# EXERCISE OBJECTIVE
Give back all the data exactly, line by line.

##### DATA SHOWN

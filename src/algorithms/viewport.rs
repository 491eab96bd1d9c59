//! Map viewport transform between pointer space and world space
//!
//! The dashboard renders the hospital map inside a fixed metric window
//! centered on the map origin. Pointer events arrive as fractional offsets
//! within that window; the transform here is a pure affine map between the
//! two frames. Image resolution and zoom level only affect on-screen
//! rendering and never enter the coordinate math.

use nalgebra::Vector2;
use serde::{Deserialize, Serialize};

use crate::core::constants::MAP_SPAN_METERS;
use crate::core::types::{PointerRatio, WorldCoordinate};

/// Fixed-size metric viewport centered on the map origin
#[derive(Debug, Clone, Copy, PartialEq, Serialize, Deserialize)]
pub struct MapViewport {
    /// Metric span covered on each axis (meters)
    pub span_m: f64,
}

impl Default for MapViewport {
    fn default() -> Self {
        Self {
            span_m: MAP_SPAN_METERS,
        }
    }
}

impl MapViewport {
    /// Create a viewport with the given metric span
    pub fn new(span_m: f64) -> Self {
        Self { span_m }
    }

    /// Distance from the viewport center to an edge (meters)
    pub fn half_span(&self) -> f64 {
        self.span_m / 2.0
    }

    /// Map fractional pointer offsets to world coordinates.
    ///
    /// `(0.5, 0.5)` lands on the world origin; `(0, 0)` and `(1, 1)` are
    /// opposite viewport corners. Ratios outside `[0, 1]` extrapolate
    /// without clamping.
    pub fn pointer_to_world(&self, pointer: PointerRatio) -> WorldCoordinate {
        let world = Vector2::new(pointer.x, pointer.y) * self.span_m
            - Vector2::from_element(self.half_span());
        WorldCoordinate::new(world.x, world.y)
    }

    /// Inverse mapping, used to place the selection marker on screen
    pub fn world_to_pointer(&self, world: WorldCoordinate) -> PointerRatio {
        PointerRatio::new(
            (world.x + self.half_span()) / self.span_m,
            (world.y + self.half_span()) / self.span_m,
        )
    }
}

#[cfg(test)]
mod tests {
    use super::*;

    #[test]
    fn test_center_maps_to_origin() {
        let viewport = MapViewport::default();
        let world = viewport.pointer_to_world(PointerRatio::new(0.5, 0.5));

        assert!(world.x.abs() < 1e-12);
        assert!(world.y.abs() < 1e-12);
    }

    #[test]
    fn test_corners_map_to_span_extremes() {
        let viewport = MapViewport::default();

        let top_left = viewport.pointer_to_world(PointerRatio::new(0.0, 0.0));
        assert!((top_left.x - (-10.0)).abs() < 1e-12);
        assert!((top_left.y - (-10.0)).abs() < 1e-12);

        let bottom_right = viewport.pointer_to_world(PointerRatio::new(1.0, 1.0));
        assert!((bottom_right.x - 10.0).abs() < 1e-12);
        assert!((bottom_right.y - 10.0).abs() < 1e-12);
    }

    #[test]
    fn test_in_range_ratios_stay_within_half_span() {
        let viewport = MapViewport::default();

        for i in 0..=10 {
            for j in 0..=10 {
                let ratio = PointerRatio::new(i as f64 / 10.0, j as f64 / 10.0);
                let world = viewport.pointer_to_world(ratio);

                assert!(world.x >= -10.0 && world.x <= 10.0);
                assert!(world.y >= -10.0 && world.y <= 10.0);
            }
        }
    }

    #[test]
    fn test_out_of_range_ratios_extrapolate() {
        let viewport = MapViewport::default();
        let world = viewport.pointer_to_world(PointerRatio::new(1.5, -0.25));

        assert!((world.x - 20.0).abs() < 1e-12);
        assert!((world.y - (-15.0)).abs() < 1e-12);
    }

    #[test]
    fn test_pointer_world_round_trip() {
        let viewport = MapViewport::default();
        let original = PointerRatio::new(0.37, 0.81);

        let back = viewport.world_to_pointer(viewport.pointer_to_world(original));

        assert!((back.x - original.x).abs() < 1e-12);
        assert!((back.y - original.y).abs() < 1e-12);
    }

    #[test]
    fn test_custom_span() {
        let viewport = MapViewport::new(40.0);
        let world = viewport.pointer_to_world(PointerRatio::new(1.0, 0.0));

        assert!((world.x - 20.0).abs() < 1e-12);
        assert!((world.y - (-20.0)).abs() < 1e-12);
    }
}
//! Configuration utilities

pub mod config;

pub use config::{ConfigError, ResolverConfig, ValidationResult};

##########

# SOLUTION BELOW
filename src/algorithms/viewport.rs
repository 491eab96bd1d9c59
//! Map viewport transform between pointer space and world space
//!
//! The dashboard renders the hospital map inside a fixed metric window
//! centered on the map origin. Pointer events arrive as fractional offsets
//! within that window; the transform here is a pure affine map between the
//! two frames. Image resolution and zoom level only affect on-screen
//! rendering and never enter the coordinate math.

use nalgebra::Vector2;
use serde::{Deserialize, Serialize};

use crate::core::constants::MAP_SPAN_METERS;
use crate::core::types::{PointerRatio, WorldCoordinate};

/// Fixed-size metric viewport centered on the map origin
#[derive(Debug, Clone, Copy, PartialEq, Serialize, Deserialize)]
pub struct MapViewport {
    /// Metric span covered on each axis (meters)
    pub span_m: f64,
}

impl Default for MapViewport {
    fn default() -> Self {
        Self {
            span_m: MAP_SPAN_METERS,
        }
    }
}

impl MapViewport {
    /// Create a viewport with the given metric span
    pub fn new(span_m: f64) -> Self {
        Self { span_m }
    }

    /// Distance from the viewport center to an edge (meters)
    pub fn half_span(&self) -> f64 {
        self.span_m / 2.0
    }

    /// Map fractional pointer offsets to world coordinates.
    ///
    /// `(0.5, 0.5)` lands on the world origin; `(0, 0)` and `(1, 1)` are
    /// opposite viewport corners. Ratios outside `[0, 1]` extrapolate
    /// without clamping.
    pub fn pointer_to_world(&self, pointer: PointerRatio) -> WorldCoordinate {
        let world = Vector2::new(pointer.x, pointer.y) * self.span_m
            - Vector2::from_element(self.half_span());
        WorldCoordinate::new(world.x, world.y)
    }

    /// Inverse mapping, used to place the selection marker on screen
    pub fn world_to_pointer(&self, world: WorldCoordinate) -> PointerRatio {
        PointerRatio::new(
            (world.x + self.half_span()) / self.span_m,
            (world.y + self.half_span()) / self.span_m,
        )
    }
}

#[cfg(test)]
mod tests {
    use super::*;

    #[test]
    fn test_center_maps_to_origin() {
        let viewport = MapViewport::default();
        let world = viewport.pointer_to_world(PointerRatio::new(0.5, 0.5));

        assert!(world.x.abs() < 1e-12);
        assert!(world.y.abs() < 1e-12);
    }

    #[test]
    fn test_corners_map_to_span_extremes() {
        let viewport = MapViewport::default();

        let top_left = viewport.pointer_to_world(PointerRatio::new(0.0, 0.0));
        assert!((top_left.x - (-10.0)).abs() < 1e-12);
        assert!((top_left.y - (-10.0)).abs() < 1e-12);

        let bottom_right = viewport.pointer_to_world(PointerRatio::new(1.0, 1.0));
        assert!((bottom_right.x - 10.0).abs() < 1e-12);
        assert!((bottom_right.y - 10.0).abs() < 1e-12);
    }

    #[test]
    fn test_in_range_ratios_stay_within_half_span() {
        let viewport = MapViewport::default();

        for i in 0..=10 {
            for j in 0..=10 {
                let ratio = PointerRatio::new(i as f64 / 10.0, j as f64 / 10.0);
                let world = viewport.pointer_to_world(ratio);

                assert!(world.x >= -10.0 && world.x <= 10.0);
                assert!(world.y >= -10.0 && world.y <= 10.0);
            }
        }
    }

    #[test]
    fn test_out_of_range_ratios_extrapolate() {
        let viewport = MapViewport::default();
        let world = viewport.pointer_to_world(PointerRatio::new(1.5, -0.25));

        assert!((world.x - 20.0).abs() < 1e-12);
        assert!((world.y - (-15.0)).abs() < 1e-12);
    }

    #[test]
    fn test_pointer_world_round_trip() {
        let viewport = MapViewport::default();
        let original = PointerRatio::new(0.37, 0.81);

        let back = viewport.world_to_pointer(viewport.pointer_to_world(original));

        assert!((back.x - original.x).abs() < 1e-12);
        assert!((back.y - original.y).abs() < 1e-12);
    }

    #[test]
    fn test_custom_span() {
        let viewport = MapViewport::new(40.0);
        let world = viewport.pointer_to_world(PointerRatio::new(1.0, 0.0));

        assert!((world.x - 20.0).abs() < 1e-12);
        assert!((world.y - (-20.0)).abs() < 1e-12);
    }
}
//! Configuration utilities

pub mod config;

pub use config::{ConfigError, ResolverConfig, ValidationResult};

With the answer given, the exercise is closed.